The FD4 couple context.

Description of Subroutines and Functions

fd4_couple_debug_metadata

public subroutine fd4_couple_debug_metadata (cpl, name)
    type (fd4_couple), intent(in), target :: cpl
    character (len=*), intent(in) :: name
end subroutine fd4_couple_debug_metadata
Parameters:
cpl couple context
name file name prefix
Print some debug information about coupling meta data to files for each rank

fd4_couple_create

public subroutine fd4_couple_create (cpl, domain, err, opt_nvar, opt_nabnd, opt_cpldir, opt_fext, opt_cpl)
    type (fd4_couple), intent(inout) :: cpl
    type (fd4_domain), intent(inout), target :: domain
    integer (kind=i_k), intent(out) :: err
    integer (kind=i_k), optional, intent(in) :: opt_nvar
    integer (kind=i_k), optional, intent(in) :: opt_nabnd
    integer (kind=i_k), optional, intent(in) :: opt_cpldir
    logical, optional, intent(in) :: opt_fext
    type (fd4_couple), optional, intent(in) :: opt_cpl
end subroutine fd4_couple_create
Parameters:
cpl couple context
domain the domain
err error status: 0...ok
opt_nvar number of coupling arrays per rank (hint)
opt_nabnd number of different global coupling array bounds per rank (hint)
opt_cpldir restriction of use (get/put/both)
opt_fext extend the couple arrays of face variables? default: true
opt_cpl couple context
Create FD4 couple context.

User may pass hints for the meta data creation (opt_nvar, opt_nabnd). Giving accurate hints speeds up the process of adding coupling arrays and reduces memory consumption. If possible, make use of these hints!

With opt_cpldir you can restrict the use of the couple context to fd4_couple_get and fd4_couple_put/fd4_mark_blocks. Use the parameters FD4_CPL_GET and FD4_CPL_PUT for these purpose. The default is no restriction (FD4_CPL_BOTH). The restriction is used by fd4_couple to reduce the effort in preparing MPI data types.

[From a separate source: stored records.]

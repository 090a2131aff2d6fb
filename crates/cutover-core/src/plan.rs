//! Migration plan: stacks, replication endpoints, phases and settings
//!
//! ```toml
//! name = "orders"
//!
//! [replication]
//! source = "orders-db-old"
//! target = "orders-db-new"
//!
//! [[stacks]]
//! id = "network"
//! role = "network"
//!
//! [[stacks]]
//! id = "database"
//! role = "database"
//! depends_on = ["network"]
//!
//! [[phases]]
//! name = "baseline"
//! weight = { old = 100, new = 0 }
//! max_lag = 5000
//! max_error_rate = 0.01
//!
//! [[phases]]
//! name = "full"
//! weight = { old = 0, new = 100 }
//! max_lag = 5000
//! max_error_rate = 0.01
//! ```

use crate::config::MigrationSettings;
use crate::error::ConfigError;
use cutover_graph::{GraphError, StackGraph, StackId, StackStatus};
use cutover_traffic::PhasePlan;
use serde::{Deserialize, Serialize};
use std::path::Path;

/// What a stack contributes to the new environment
#[derive(Debug, Clone, Copy, Default, PartialEq, Eq, Hash, Serialize, Deserialize)]
#[serde(rename_all = "snake_case")]
pub enum StackRole {
    /// VPC, subnets, gateways
    Network,
    /// Security groups, IAM, keys
    Security,
    /// Target database; replication starts once all of these are ready
    Database,
    /// Replication task and endpoints
    Replication,
    /// Services, functions, containers
    Compute,
    /// Load balancers, weighted DNS
    Routing,
    /// Dashboards and alarms
    Monitoring,
    /// Anything else
    #[default]
    Other,
}

/// One deployable unit
#[derive(Debug, Clone, PartialEq, Eq, Serialize, Deserialize)]
pub struct StackSpec {
    /// Stack id
    pub id: StackId,
    /// Stacks that must be ready first
    #[serde(default)]
    pub depends_on: Vec<StackId>,
    /// Role
    #[serde(default)]
    pub role: StackRole,
}

impl StackSpec {
    /// Declare a stack
    pub fn new(id: impl Into<StackId>, role: StackRole, depends_on: &[&str]) -> Self {
        Self {
            id: id.into(),
            depends_on: depends_on.iter().map(|d| StackId::from(*d)).collect(),
            role,
        }
    }
}

/// Databases kept in sync during the migration
#[derive(Debug, Clone, PartialEq, Eq, Serialize, Deserialize)]
pub struct ReplicationSpec {
    /// Old environment database
    pub source: String,
    /// New environment database
    pub target: String,
}

/// Everything needed to run one migration
#[derive(Debug, Clone, PartialEq, Serialize, Deserialize)]
pub struct MigrationPlan {
    /// Plan name; also the persistence key
    pub name: String,
    /// Stacks in declaration order
    pub stacks: Vec<StackSpec>,
    /// Replication endpoints
    pub replication: ReplicationSpec,
    /// Rollout phases
    pub phases: PhasePlan,
    /// Tunables
    #[serde(default)]
    pub settings: MigrationSettings,
}

impl MigrationPlan {
    /// Parse and validate a TOML plan
    ///
    /// # Errors
    /// `Parse` for malformed TOML or phases, otherwise whatever
    /// [`Self::validate`] reports
    pub fn from_toml_str(source: &str) -> Result<Self, ConfigError> {
        let plan: Self = toml::from_str(source)?;
        plan.validate()?;
        Ok(plan)
    }

    /// Read, parse and validate a TOML plan file
    ///
    /// # Errors
    /// `Read` if the file cannot be read, otherwise as [`Self::from_toml_str`]
    pub fn from_path(path: impl AsRef<Path>) -> Result<Self, ConfigError> {
        let path = path.as_ref();
        let source = std::fs::read_to_string(path).map_err(|source| ConfigError::Read {
            path: path.to_path_buf(),
            source,
        })?;
        Self::from_toml_str(&source)
    }

    /// Check the plan as a whole
    ///
    /// # Errors
    /// - `InvalidSetting` for an empty name, no stacks, a bad setting, or a
    ///   hard ceiling not above every advance ceiling
    /// - `Graph` for duplicate ids, cycles, or dependencies on undeclared
    ///   stacks
    pub fn validate(&self) -> Result<(), ConfigError> {
        if self.name.trim().is_empty() {
            return Err(ConfigError::invalid("name", "must not be empty"));
        }
        if self.stacks.is_empty() {
            return Err(ConfigError::invalid("stacks", "need at least one stack"));
        }
        if self.replication.source == self.replication.target {
            return Err(ConfigError::invalid(
                "replication",
                "source and target must differ",
            ));
        }
        self.settings.validate()?;

        let hard = self.settings.guard.hard_error_rate;
        if let Some(phase) = self.phases.iter().find(|p| p.max_error_rate >= hard) {
            return Err(ConfigError::invalid(
                "guard.hard_error_rate",
                format!(
                    "{hard} must be above every advance ceiling; phase {} allows {}",
                    phase.name, phase.max_error_rate
                ),
            ));
        }

        self.graph()?.topological_order()?;
        Ok(())
    }

    /// Build a fresh graph of the plan's stacks
    ///
    /// # Errors
    /// `DuplicateNode` or `CycleDetected`
    pub fn graph(&self) -> Result<StackGraph, GraphError> {
        let mut graph = StackGraph::new();
        for stack in &self.stacks {
            let deps: Vec<&str> = stack.depends_on.iter().map(StackId::as_str).collect();
            graph.add_node(stack.id.clone(), &deps)?;
        }
        Ok(graph)
    }

    /// Ids of `Database` stacks
    pub fn database_stacks(&self) -> impl Iterator<Item = &StackId> + '_ {
        self.stacks
            .iter()
            .filter(|s| s.role == StackRole::Database)
            .map(|s| &s.id)
    }

    /// Whether every `Database` stack is ready in `graph`
    #[must_use]
    pub fn databases_ready(&self, graph: &StackGraph) -> bool {
        self.database_stacks()
            .all(|id| graph.status(id.as_str()) == Some(StackStatus::Ready))
    }
}

#[cfg(test)]
mod tests {
    use super::*;
    use pretty_assertions::assert_eq;

    const PLAN: &str = r#"
        name = "orders"

        [replication]
        source = "orders-db-old"
        target = "orders-db-new"

        [[stacks]]
        id = "network"
        role = "network"

        [[stacks]]
        id = "database"
        role = "database"
        depends_on = ["network"]

        [[stacks]]
        id = "compute"
        role = "compute"
        depends_on = ["database"]

        [[phases]]
        name = "baseline"
        weight = { old = 100, new = 0 }
        max_lag = 5000
        max_error_rate = 0.01

        [[phases]]
        name = "canary"
        weight = { old = 90, new = 10 }
        min_dwell = 60000
        max_lag = 5000
        max_error_rate = 0.01

        [[phases]]
        name = "full"
        weight = { old = 0, new = 100 }
        max_lag = 5000
        max_error_rate = 0.01

        [settings]
        tick_interval = 1000
    "#;

    #[test]
    fn parses_a_complete_plan() {
        let plan = MigrationPlan::from_toml_str(PLAN).unwrap();
        assert_eq!(plan.name, "orders");
        assert_eq!(plan.phases.len(), 3);
        assert_eq!(plan.settings.tick_interval.as_millis(), 1000);
        assert_eq!(
            plan.database_stacks().cloned().collect::<Vec<_>>(),
            vec![StackId::from("database")]
        );
        assert_eq!(
            plan.graph().unwrap().topological_order().unwrap(),
            vec![
                StackId::from("network"),
                StackId::from("database"),
                StackId::from("compute")
            ]
        );
    }

    #[test]
    fn cycles_fail_validation() {
        let cyclic = PLAN.replace(
            "id = \"network\"\n        role = \"network\"",
            "id = \"network\"\n        role = \"network\"\n        depends_on = [\"compute\"]",
        );
        let err = MigrationPlan::from_toml_str(&cyclic).unwrap_err();
        assert!(matches!(err, ConfigError::Graph(GraphError::CycleDetected(_))));
    }

    #[test]
    fn undeclared_dependency_fails_validation() {
        let dangling = PLAN.replace("depends_on = [\"database\"]", "depends_on = [\"cache\"]");
        let err = MigrationPlan::from_toml_str(&dangling).unwrap_err();
        assert!(matches!(err, ConfigError::Graph(GraphError::UnknownNode(_))));
    }

    #[test]
    fn phases_that_do_not_finish_on_new_are_rejected() {
        let short = PLAN.replace("weight = { old = 0, new = 100 }", "weight = { old = 20, new = 80 }");
        assert!(matches!(
            MigrationPlan::from_toml_str(&short),
            Err(ConfigError::Parse(_))
        ));
    }

    #[test]
    fn hard_ceiling_must_sit_above_advance_ceilings() {
        let loose = PLAN.replace("tick_interval = 1000", "tick_interval = 1000\n[settings.guard]\nhard_error_rate = 0.01");
        let err = MigrationPlan::from_toml_str(&loose).unwrap_err();
        assert!(err.to_string().contains("guard.hard_error_rate"));
    }
}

If opt_cpl is given, the same extern partitioning is used. In this case, no couple array bounds must be defined (fd4_couple_add_partition or fd4_couple_add_array). The next call to define the cpl must be fd4_couple_add_var. This mechanism saves memory for the definition of extern partitionings.


fd4_couple_add_partition

public subroutine fd4_couple_add_partition (cpl, rank, abnd, err)
    type (fd4_couple), intent(inout) :: cpl
    integer (kind=i_k), intent(in) :: rank
    integer (kind=i_k), intent(in), dimension (3,2) :: abnd
    integer (kind=i_k), intent(out) :: err
end subroutine fd4_couple_add_partition
Parameters:
cpl couple context
rank owner of this partition
abnd bounds of the partition in global coordinates
err error status: 0...ok
Add an extern partition to the FD4 couple context.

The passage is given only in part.